Laços
de família
A liberalização
da maconha no Brasil é apenas uma questão de
tempo, e ninguém vai conseguir detê-la.
"É
justo colocar na cadeia, no meio de marginais, um adolescente
que fumou um baseado?", pergunta, em conversas reservadas,
o secretário de Segurança de São Paulo,
Marco Vinício Petrelluzzi.
"Não
é justo nem eficaz", diz, também reservadamente,
o ministro da Justiça, José Gregori.
Quando
um secretário de Segurança de São Paulo
e um ministro da Justiça demonstram tamanha flexibilidade,
mesmo resguardados pelas conversas entre quatro paredes, é
sinal de que maconha e delito não vão combinar
por muito mais tempo.
Vem dos
Estados Unidos, moldadores de atitudes em escala mundial,
o mais potente argumento para tirar a droga da delinqüência
e até mesmo dar-lhe um status nobre.
De um
lado, eles se apresentam como policiais planetários
contra o vício, mas, de outro, anunciam que maconha
é remédio e aprovam protegendo os usuários
em importantes Estados, como a Califórnia.
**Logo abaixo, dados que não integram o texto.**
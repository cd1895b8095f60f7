//! SurrealDB implementation for ptal-bot data storage.

use std::sync::Arc;

use anyhow::anyhow;
use async_trait::async_trait;
use serde::{Deserialize, Serialize};
use surrealdb::{
    Surreal,
    engine::any::{self, Any},
    opt::auth::Root,
};
use tracing::{debug, info, instrument};

use crate::base::{
    config::Config,
    types::{ChannelConfig, ChannelConfigPatch, GuildConfig, GuildConfigPatch, PrKey, PtalMessageMapping, Res, Void},
};

use super::{DbClient, GenericDbClient, locks::KeyedLocks};

// Tables.

const GUILD_TABLE: &str = "guild";
const PR_MESSAGE_TABLE: &str = "pr_message";

// Extra methods on `DbClient` applied by the surreal implementation.

impl DbClient {
    /// Connects to the SurrealDB instance named by the configuration.
    pub async fn surreal(config: &Config) -> Res<Self> {
        let credentials = config.db_username.as_deref().zip(config.db_password.as_deref());
        let client = SurrealDbClient::new(&config.db_endpoint, credentials, &config.db_namespace, &config.db_database).await?;

        Ok(Self::new(Arc::new(client)))
    }

    /// Creates a client backed by a fresh in-memory database.
    pub async fn surreal_memory() -> Res<Self> {
        let client = SurrealDbClient::new("mem://", None, "ptal", "bot").await?;

        Ok(Self::new(Arc::new(client)))
    }
}

// Records.

/// Stored collection of PTAL messages for one pull request.
#[derive(Debug, Clone, Serialize, Deserialize)]
struct PrMessageRecord {
    owner: String,
    repo: String,
    number: u64,
    #[serde(default)]
    mappings: Vec<PtalMessageMapping>,
}

impl PrMessageRecord {
    fn new(key: &PrKey) -> Self {
        Self {
            owner: key.owner.clone(),
            repo: key.repo.clone(),
            number: key.number,
            mappings: Vec::new(),
        }
    }

    /// Inserts the mapping, replacing any entry that addresses the same message.
    fn upsert(&mut self, mapping: &PtalMessageMapping) {
        match self.mappings.iter_mut().find(|m| m.same_message(mapping)) {
            Some(existing) => *existing = mapping.clone(),
            None => self.mappings.push(mapping.clone()),
        }
    }
}

// Client.

/// SurrealDB client.
///
/// Writes are read-modify-write cycles guarded by a per-record lock, so concurrent
/// writers of the same guild or pull request are applied one at a time.
pub struct SurrealDbClient {
    db: Surreal<Any>,
    locks: KeyedLocks,
}

impl SurrealDbClient {
    #[instrument(name = "SurrealDbClient::new", skip(credentials))]
    pub async fn new(endpoint: &str, credentials: Option<(&str, &str)>, namespace: &str, database: &str) -> Res<Self> {
        let db = any::connect(endpoint).await?;

        // Authenticate when connecting to a remote server.
        if let Some((username, password)) = credentials {
            db.signin(Root { username, password }).await?;
        }

        db.use_ns(namespace).use_db(database).await?;

        // Define schemas.

        db.query(format!("DEFINE TABLE IF NOT EXISTS {GUILD_TABLE} SCHEMALESS;"))
            .query(format!("DEFINE TABLE IF NOT EXISTS {PR_MESSAGE_TABLE} SCHEMALESS;"))
            .await?
            .check()?;

        info!("Database initialized successfully.");

        Ok(Self {
            db,
            locks: KeyedLocks::default(),
        })
    }

    async fn write_guild(&self, guild: GuildConfig) -> Res<GuildConfig> {
        let id = guild.guild_id.clone();
        let written: Option<GuildConfig> = self.db.upsert((GUILD_TABLE, id.as_str())).content(guild).await?;

        written.ok_or_else(|| anyhow!("Guild `{id}` was not written."))
    }

    async fn read_pr_record(&self, key: &PrKey) -> Res<Option<PrMessageRecord>> {
        Ok(self.db.select((PR_MESSAGE_TABLE, key.storage_key())).await?)
    }
}

#[async_trait]
impl GenericDbClient for SurrealDbClient {
    #[instrument(skip(self))]
    async fn get_guild_config(&self, guild_id: &str) -> Res<Option<GuildConfig>> {
        Ok(self.db.select((GUILD_TABLE, guild_id)).await?)
    }

    #[instrument(skip(self))]
    async fn set_guild_config(&self, guild_id: &str, patch: GuildConfigPatch) -> Res<GuildConfig> {
        let _guard = self.locks.lock(&format!("{GUILD_TABLE}:{guild_id}")).await;

        let mut guild = self.get_guild_config(guild_id).await?.unwrap_or_else(|| GuildConfig::new(guild_id));
        guild.apply(patch);

        self.write_guild(guild).await
    }

    #[instrument(skip(self))]
    async fn get_channel_config(&self, guild_id: &str, channel_id: &str) -> Res<Option<ChannelConfig>> {
        let guild = self.get_guild_config(guild_id).await?;

        Ok(guild.and_then(|mut g| g.channels.remove(channel_id)))
    }

    #[instrument(skip(self))]
    async fn set_channel_config(&self, guild_id: &str, channel_id: &str, patch: ChannelConfigPatch) -> Res<GuildConfig> {
        let _guard = self.locks.lock(&format!("{GUILD_TABLE}:{guild_id}")).await;

        let mut guild = self.get_guild_config(guild_id).await?.unwrap_or_else(|| GuildConfig::new(guild_id));
        guild.apply_channel(channel_id, patch);

        self.write_guild(guild).await
    }

    #[instrument(skip(self))]
    async fn delete_guild_config(&self, guild_id: &str) -> Void {
        let _guard = self.locks.lock(&format!("{GUILD_TABLE}:{guild_id}")).await;

        let deleted: Option<GuildConfig> = self.db.delete((GUILD_TABLE, guild_id)).await?;
        debug!("Guild `{}` deleted: {}.", guild_id, deleted.is_some());

        Ok(())
    }

    #[instrument(skip(self, mapping), fields(message_id = %mapping.message_id))]
    async fn store_ptal_message(&self, key: &PrKey, mapping: &PtalMessageMapping) -> Void {
        let storage_key = key.storage_key();
        let _guard = self.locks.lock(&format!("{PR_MESSAGE_TABLE}:{storage_key}")).await;

        let mut record = self.read_pr_record(key).await?.unwrap_or_else(|| PrMessageRecord::new(key));
        record.upsert(mapping);

        let written: Option<PrMessageRecord> = self.db.upsert((PR_MESSAGE_TABLE, storage_key)).content(record).await?;
        written.ok_or_else(|| anyhow!("PTAL messages for `{key}` were not written."))?;

        Ok(())
    }

    #[instrument(skip(self))]
    async fn list_ptal_messages(&self, key: &PrKey) -> Res<Vec<PtalMessageMapping>> {
        Ok(self.read_pr_record(key).await?.map(|r| r.mappings).unwrap_or_default())
    }

    #[instrument(skip(self))]
    async fn remove_ptal_messages(&self, key: &PrKey) -> Void {
        let storage_key = key.storage_key();
        let _guard = self.locks.lock(&format!("{PR_MESSAGE_TABLE}:{storage_key}")).await;

        let removed: Option<PrMessageRecord> = self.db.delete((PR_MESSAGE_TABLE, storage_key)).await?;
        debug!("PTAL messages for `{}` removed: {}.", key, removed.is_some());

        Ok(())
    }
}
Já
existem cidades em que se pode, legalmente, plantar maconha
em casa.
Até
que ponto abre-se, aí, caminho para drogas mais pesadas?
***
A essa
altura da coluna, já devo ter estragado o domingo de
muitos leitores, pais preocupados com o cerco a seus filhos.
Pesquisas
revelam que o jovem tem tanta dificuldade de comprar a droga,
vendida pelos colegas dentro e fora da escola, como teria
de adquirir uma lata de cerveja.
Se, por
acaso, pais continuarem confiando nas leis e na polícia
para inibir tráfico e consumo, melhor ir mudando rapidamente
de idéia.
Num debate
realizado, quarta-feira à noite, no auditório
da Folha, entre ex-viciados (o músico Lobão
e a escritora Esmeralda Ortiz) e um psiquiatra (Içami
Tiba), concluiu-se que o antídoto começa dentro
de casa.
"Quem
tem auto-respeito, valores e projeto de vida pode até
experimentar drogas, mas não cai no vício",
afirma o psiquiatra Içami Tiba, um dos principais estudiosos,
no Brasil, da relação entre adolescentes e drogas.
Tão
ou mais importante do que rastrear os traficantes, sustenta
Içami Tiba, é perceber se sente valorizado,
desenvolveu a auto-estima e vê no ato de viver o prazer
de criar.
Daí,
segundo ele, a importância dos pais estabelecerem limites,
mesmo que a custa de infindáveis e insuportáveis
embates domésticos.
O jovem
sem limite tende a desenvolver baixa capacidade de aceitar
frustração e não nutre o sentido de responsabilidade,
sempre está na dependência de alguém para
se orientar.
Não
é necessário ter estudado psicologia para notar
que adolescentes com pouca resistência a frustração,
amargurados, desrespeitados, estão mais próximos
da droga.
"Vivemos
numa sociedade hedonista, vale tudo pelo prazer", afirma
o psiquiatra.
Droga
vicia porque dá prazer.
***
O músico
Lobão e a escritora Esmeralda Ortiz, ex-menina de rua
e ex-traficante, tiveram condições de brigar
com o vício porque constataram como a droga dizima
as vontades e provoca um lento suicídio.
Ambos
tinham um projeto de vida para se ancorar, uma aposta de futuro.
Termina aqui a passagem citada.